Journalism 100 Years Ago Versus Today

Part of: Media Reality Check

Whether a reporter now or 100 years ago, this writer thinks he would fit journalist Pete Hamill's description of what a journalist must be: someone willing to explore what is in the back of the cave.

Hamill writes, in an introduction to Shaking the Foundations: 200 Years of Investigative Journalism:

The reporter is the member of the tribe who is sent to the back of the cave to find out what's there. The report must be accurate. If there's a rabbit hiding in the darkness it cannot be transformed into a dragon.

Bad reporting, after all, could deprive people of shelter and warmth and survival on an arctic night.

But if there is, in fact, a dragon lurking in dark it can't be described as a rabbit. The survival of the tribe could depend upon that person with the torch.

In certain basic ways, the modern investigative reporter is only a refinement of that primitive model. The tools of the trade are extraordinary: The astonishing flood of documents on the Internet, the speed of other forms of communication, local and international, and, perhaps most important, the existence of a tradition.

Let us now look at how the life of this paper’s author — a white, male journalist — would be different had he lived about 100 years ago.

Perhaps this writer would have been a muckraker or a reporter telling the truth.

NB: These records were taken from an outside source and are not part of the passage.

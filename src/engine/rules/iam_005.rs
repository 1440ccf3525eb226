//! IAM-005: console-user-without-mfa

use super::{Rule, codes};
use crate::engine::context::RuleContext;
use crate::engine::descriptor::{MissingAttribute, ResourceDescriptor, ResourceType};
use crate::engine::types::{Category, Finding, Severity};

pub struct ConsoleUserWithoutMfaRule;

impl Rule for ConsoleUserWithoutMfaRule {
    fn code(&self) -> &'static str {
        codes::CONSOLE_USER_WITHOUT_MFA
    }

    fn name(&self) -> &'static str {
        "console-user-without-mfa"
    }

    fn category(&self) -> Category {
        Category::Security
    }

    fn default_severity(&self) -> Severity {
        Severity::High
    }

    fn resource_types(&self) -> &'static [ResourceType] {
        &[ResourceType::User]
    }

    fn required_attrs(&self) -> &'static [&'static str] {
        &["console_access", "mfa_enabled"]
    }

    fn check(
        &self,
        resource: &ResourceDescriptor,
        _ctx: &RuleContext,
    ) -> Result<Vec<Finding>, MissingAttribute> {
        if !resource.require_bool("console_access")? {
            return Ok(Vec::new());
        }
        if resource.require_bool("mfa_enabled")? {
            return Ok(Vec::new());
        }

        Ok(vec![
            Finding::new(
                self.code(),
                resource.resource_type,
                resource.resource_id.clone(),
                self.default_severity(),
                self.category(),
                format!(
                    "User '{}' can sign in to the console without MFA",
                    resource.resource_id
                ),
                "Require an MFA device for every console-enabled user.",
            )
            .with_rationale("password login enabled, no MFA device registered"),
        ])
    }
}

#[cfg(test)]
mod tests {
    use super::*;

    fn user(console: bool, mfa: Option<bool>) -> ResourceDescriptor {
        ResourceDescriptor::new(ResourceType::User, "alice")
            .attr("console_access", console)
            .attr_opt("mfa_enabled", mfa)
    }

    #[test]
    fn test_console_without_mfa_is_high() {
        let findings = ConsoleUserWithoutMfaRule
            .check(&user(true, Some(false)), &RuleContext::default())
            .unwrap();
        assert_eq!(findings.len(), 1);
        assert_eq!(findings[0].severity, Severity::High);
    }

    #[test]
    fn test_console_with_mfa_is_clean() {
        assert!(
            ConsoleUserWithoutMfaRule
                .check(&user(true, Some(true)), &RuleContext::default())
                .unwrap()
                .is_empty()
        );
    }

    #[test]
    fn test_api_only_user_ignores_mfa() {
        // No console access: MFA state is irrelevant, even when unknown.
        assert!(
            ConsoleUserWithoutMfaRule
                .check(&user(false, None), &RuleContext::default())
                .unwrap()
                .is_empty()
        );
    }

    #[test]
    fn test_unknown_mfa_state_skips() {
        assert!(
            ConsoleUserWithoutMfaRule
                .check(&user(true, None), &RuleContext::default())
                .is_err()
        );
    }
}
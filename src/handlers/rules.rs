//! Handler for the `rules` command: print the rule catalog.

use colored::*;

use crate::cli::{CategoryFilter, OutputFormat};
use crate::engine::rules::rule_definitions;
use crate::engine::types::Category;
use crate::error::Result;

fn filter_category(filter: CategoryFilter) -> Category {
    match filter {
        CategoryFilter::Security => Category::Security,
        CategoryFilter::Cost => Category::Cost,
        CategoryFilter::Compliance => Category::Compliance,
        CategoryFilter::Performance => Category::Performance,
    }
}

pub fn handle_rules(category: Option<CategoryFilter>, format: OutputFormat) -> Result<()> {
    let wanted = category.map(filter_category);
    let definitions: Vec<_> = rule_definitions()
        .iter()
        .filter(|d| wanted.is_none_or(|c| d.category == c))
        .collect();

    match format {
        OutputFormat::Json => {
            let entries: Vec<serde_json::Value> = definitions
                .iter()
                .map(|d| {
                    serde_json::json!({
                        "code": d.code,
                        "name": d.name,
                        "category": d.category,
                        "default_severity": d.default_severity,
                        "resource_types": d.resource_types,
                    })
                })
                .collect();
            println!("{}", serde_json::to_string_pretty(&entries)?);
        }
        OutputFormat::Table => {
            println!("\n{}", "Rule catalog".bold());
            println!("{}", "=".repeat(72));
            for d in &definitions {
                let types: Vec<&str> = d.resource_types.iter().map(|t| t.as_str()).collect();
                println!(
                    "{}  {:<28} {:<12} {:<9} [{}]",
                    d.code.bold(),
                    d.name,
                    format!("{:?}", d.category).to_lowercase(),
                    format!("{:?}", d.default_severity).to_lowercase(),
                    types.join(", "),
                );
            }
            println!("\n{} rules", definitions.len());
        }
    }
    Ok(())
}
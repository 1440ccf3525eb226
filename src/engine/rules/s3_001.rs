//! S3-001: public-unencrypted-bucket
//!
//! Publicly reachable bucket without default encryption. The worst of both.

use super::{Rule, codes};
use crate::engine::context::RuleContext;
use crate::engine::descriptor::{MissingAttribute, ResourceDescriptor, ResourceType};
use crate::engine::types::{Category, Finding, Severity};

pub struct PublicUnencryptedBucketRule;

impl Rule for PublicUnencryptedBucketRule {
    fn code(&self) -> &'static str {
        codes::PUBLIC_UNENCRYPTED_BUCKET
    }

    fn name(&self) -> &'static str {
        "public-unencrypted-bucket"
    }

    fn category(&self) -> Category {
        Category::Security
    }

    fn default_severity(&self) -> Severity {
        Severity::Critical
    }

    fn resource_types(&self) -> &'static [ResourceType] {
        &[ResourceType::Bucket]
    }

    fn required_attrs(&self) -> &'static [&'static str] {
        &["is_public", "encryption_enabled"]
    }

    fn check(
        &self,
        resource: &ResourceDescriptor,
        _ctx: &RuleContext,
    ) -> Result<Vec<Finding>, MissingAttribute> {
        if !resource.require_bool("is_public")? {
            return Ok(Vec::new());
        }
        if resource.require_bool("encryption_enabled")? {
            return Ok(Vec::new());
        }

        Ok(vec![
            Finding::new(
                self.code(),
                resource.resource_type,
                resource.resource_id.clone(),
                self.default_severity(),
                self.category(),
                format!(
                    "Bucket '{}' is public and unencrypted",
                    resource.resource_id
                ),
                "Enable the public access block, review the bucket policy and ACL, and turn on default encryption.",
            )
            .with_rationale("bucket grants public read access")
            .with_rationale("default encryption is disabled"),
        ])
    }
}

#[cfg(test)]
mod tests {
    use super::*;

    fn bucket(public: bool, encrypted: Option<bool>) -> ResourceDescriptor {
        ResourceDescriptor::new(ResourceType::Bucket, "data-dump")
            .attr("is_public", public)
            .attr_opt("encryption_enabled", encrypted)
    }

    #[test]
    fn test_public_unencrypted_is_critical() {
        let findings = PublicUnencryptedBucketRule
            .check(&bucket(true, Some(false)), &RuleContext::default())
            .unwrap();
        assert_eq!(findings.len(), 1);
        assert_eq!(findings[0].severity, Severity::Critical);
    }

    #[test]
    fn test_public_encrypted_deferred_to_s3002() {
        assert!(
            PublicUnencryptedBucketRule
                .check(&bucket(true, Some(true)), &RuleContext::default())
                .unwrap()
                .is_empty()
        );
    }

    #[test]
    fn test_private_bucket_is_clean() {
        assert!(
            PublicUnencryptedBucketRule
                .check(&bucket(false, Some(false)), &RuleContext::default())
                .unwrap()
                .is_empty()
        );
    }

    #[test]
    fn test_unknown_encryption_skips_when_public() {
        assert!(
            PublicUnencryptedBucketRule
                .check(&bucket(true, None), &RuleContext::default())
                .is_err()
        );
    }
}
//! COST-005: idle-instance
//!
//! Running instances whose average CPU over the lookback window sits below
//! the idle threshold. Deep idle (below half the threshold) escalates the
//! severity, so lower utilization never produces a milder verdict.

use super::{Rule, codes};
use crate::engine::context::RuleContext;
use crate::engine::descriptor::{MissingAttribute, ResourceDescriptor, ResourceType};
use crate::engine::types::{Category, Finding, Severity};

pub struct IdleInstanceRule;

impl Rule for IdleInstanceRule {
    fn code(&self) -> &'static str {
        codes::IDLE_INSTANCE
    }

    fn name(&self) -> &'static str {
        "idle-instance"
    }

    fn category(&self) -> Category {
        Category::Cost
    }

    fn default_severity(&self) -> Severity {
        Severity::Low
    }

    fn resource_types(&self) -> &'static [ResourceType] {
        &[ResourceType::Instance]
    }

    fn required_attrs(&self) -> &'static [&'static str] {
        &["state", "cpu_avg", "monthly_cost"]
    }

    fn check(
        &self,
        resource: &ResourceDescriptor,
        ctx: &RuleContext,
    ) -> Result<Vec<Finding>, MissingAttribute> {
        if resource.require_str("state")? != "running" {
            return Ok(Vec::new());
        }
        let cpu_avg = resource.require_float("cpu_avg")?;
        if cpu_avg >= ctx.idle_cpu_threshold {
            return Ok(Vec::new());
        }
        let monthly_cost = resource.require_float("monthly_cost")?;

        let severity = if cpu_avg < ctx.idle_cpu_threshold / 2.0 {
            Severity::Medium
        } else {
            Severity::Low
        };

        let mut finding = Finding::new(
            self.code(),
            resource.resource_type,
            resource.resource_id.clone(),
            severity,
            self.category(),
            format!("Instance '{}' is idle", resource.resource_id),
            "Downsize the instance class or terminate the instance.",
        )
        .with_rationale(format!(
            "average CPU {:.1}% is below the {:.1}% idle threshold",
            cpu_avg, ctx.idle_cpu_threshold
        ))
        .with_impact(monthly_cost);
        if let Some(instance_type) = resource.str_opt("instance_type") {
            finding = finding.with_rationale(format!("instance class: {}", instance_type));
        }
        Ok(vec![finding])
    }
}

#[cfg(test)]
mod tests {
    use super::*;

    fn instance(state: &str, cpu_avg: f64) -> ResourceDescriptor {
        ResourceDescriptor::new(ResourceType::Instance, "i-1")
            .attr("state", state)
            .attr("cpu_avg", cpu_avg)
            .attr("monthly_cost", 70.08)
            .attr("instance_type", "m5.large")
    }

    #[test]
    fn test_idle_instance_is_low_with_full_cost() {
        let findings = IdleInstanceRule
            .check(&instance("running", 4.0), &RuleContext::default())
            .unwrap();
        assert_eq!(findings.len(), 1);
        assert_eq!(findings[0].severity, Severity::Low);
        assert_eq!(findings[0].estimated_monthly_impact, Some(70.08));
    }

    #[test]
    fn test_deep_idle_escalates_to_medium() {
        let findings = IdleInstanceRule
            .check(&instance("running", 2.0), &RuleContext::default())
            .unwrap();
        assert_eq!(findings[0].severity, Severity::Medium);
    }

    #[test]
    fn test_busy_instance_is_clean() {
        assert!(
            IdleInstanceRule
                .check(&instance("running", 6.0), &RuleContext::default())
                .unwrap()
                .is_empty()
        );
    }

    #[test]
    fn test_severity_monotonic_as_cpu_drops() {
        let ctx = RuleContext::default();
        let mut last = Severity::Low;
        for cpu in [4.9, 3.0, 2.4, 1.0, 0.1] {
            let findings = IdleInstanceRule.check(&instance("running", cpu), &ctx).unwrap();
            assert!(findings[0].severity >= last);
            last = findings[0].severity;
        }
    }

    #[test]
    fn test_stopped_instance_not_idle() {
        assert!(
            IdleInstanceRule
                .check(&instance("stopped", 0.0), &RuleContext::default())
                .unwrap()
                .is_empty()
        );
    }

    #[test]
    fn test_missing_metrics_skip() {
        let no_metrics = ResourceDescriptor::new(ResourceType::Instance, "i-1")
            .attr("state", "running")
            .attr("monthly_cost", 70.08);
        assert!(
            IdleInstanceRule
                .check(&no_metrics, &RuleContext::default())
                .is_err()
        );
    }
}
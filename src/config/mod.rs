pub mod types;

use std::fs;
use std::path::{Path, PathBuf};

use log::debug;

use crate::engine::context::RuleContext;
use crate::error::{CloudAuditError, Result};

pub use types::Config;

const CONFIG_FILE_NAME: &str = ".cloudaudit.toml";

/// Get the global config file path (~/.cloudaudit.toml)
pub fn global_config_path() -> Option<PathBuf> {
    dirs::home_dir().map(|h| h.join(CONFIG_FILE_NAME))
}

/// Get the local config file path (cwd/.cloudaudit.toml)
pub fn local_config_path() -> PathBuf {
    PathBuf::from(CONFIG_FILE_NAME)
}

fn read_config(path: &Path) -> Result<Config> {
    let content = fs::read_to_string(path).map_err(|e| {
        CloudAuditError::ConfigFile(format!("cannot read {}: {e}", path.display()))
    })?;
    toml::from_str(&content).map_err(|e| {
        CloudAuditError::ConfigFile(format!("cannot parse {}: {e}", path.display()))
    })
}

/// Build the rule context for a run.
///
/// An explicit `--config` path must exist and parse; otherwise the local
/// file is tried, then the global one, then built-in defaults. Threshold
/// validation is left to the evaluation pass.
pub fn load_context(explicit: Option<&Path>) -> Result<RuleContext> {
    if let Some(path) = explicit {
        debug!("loading config from {}", path.display());
        return Ok(read_config(path)?.into_context());
    }

    for candidate in [Some(local_config_path()), global_config_path()]
        .into_iter()
        .flatten()
    {
        if candidate.exists() {
            debug!("loading config from {}", candidate.display());
            return Ok(read_config(&candidate)?.into_context());
        }
    }

    Ok(Config::default().into_context())
}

In many ways it was harder during that period to get the truth printed in a newspaper, particularly at some of the newspapers practicing yellow journalism.

In The Compact History of the American Newspaper author John Tebbel wrote about how William Randolph Hearst and Joseph Pulitzer covered the Spanish American War:

Even though its resources were considerably less, the World was not without its distinguished coverage. Pulitzer sent Stephen Crane, whose Red Badge of Courage had appeared in 1895, as a correspondent, and Crane, who had been living from hand to mouth doing pieces for the Tribune and the Herald, responded by filing some of the war’s best stories. They were not tales of battles, but of soldiers and soldiering – the kind of reporting Ernie Pyle was to do in the Second World War. Crane, did, however, cover the fight at Guantanamo Bay in June 1898, when the first American causalities were recorded, and his detailed, informative story appeared on the World’s front page. He was cited later for his bravery under fire.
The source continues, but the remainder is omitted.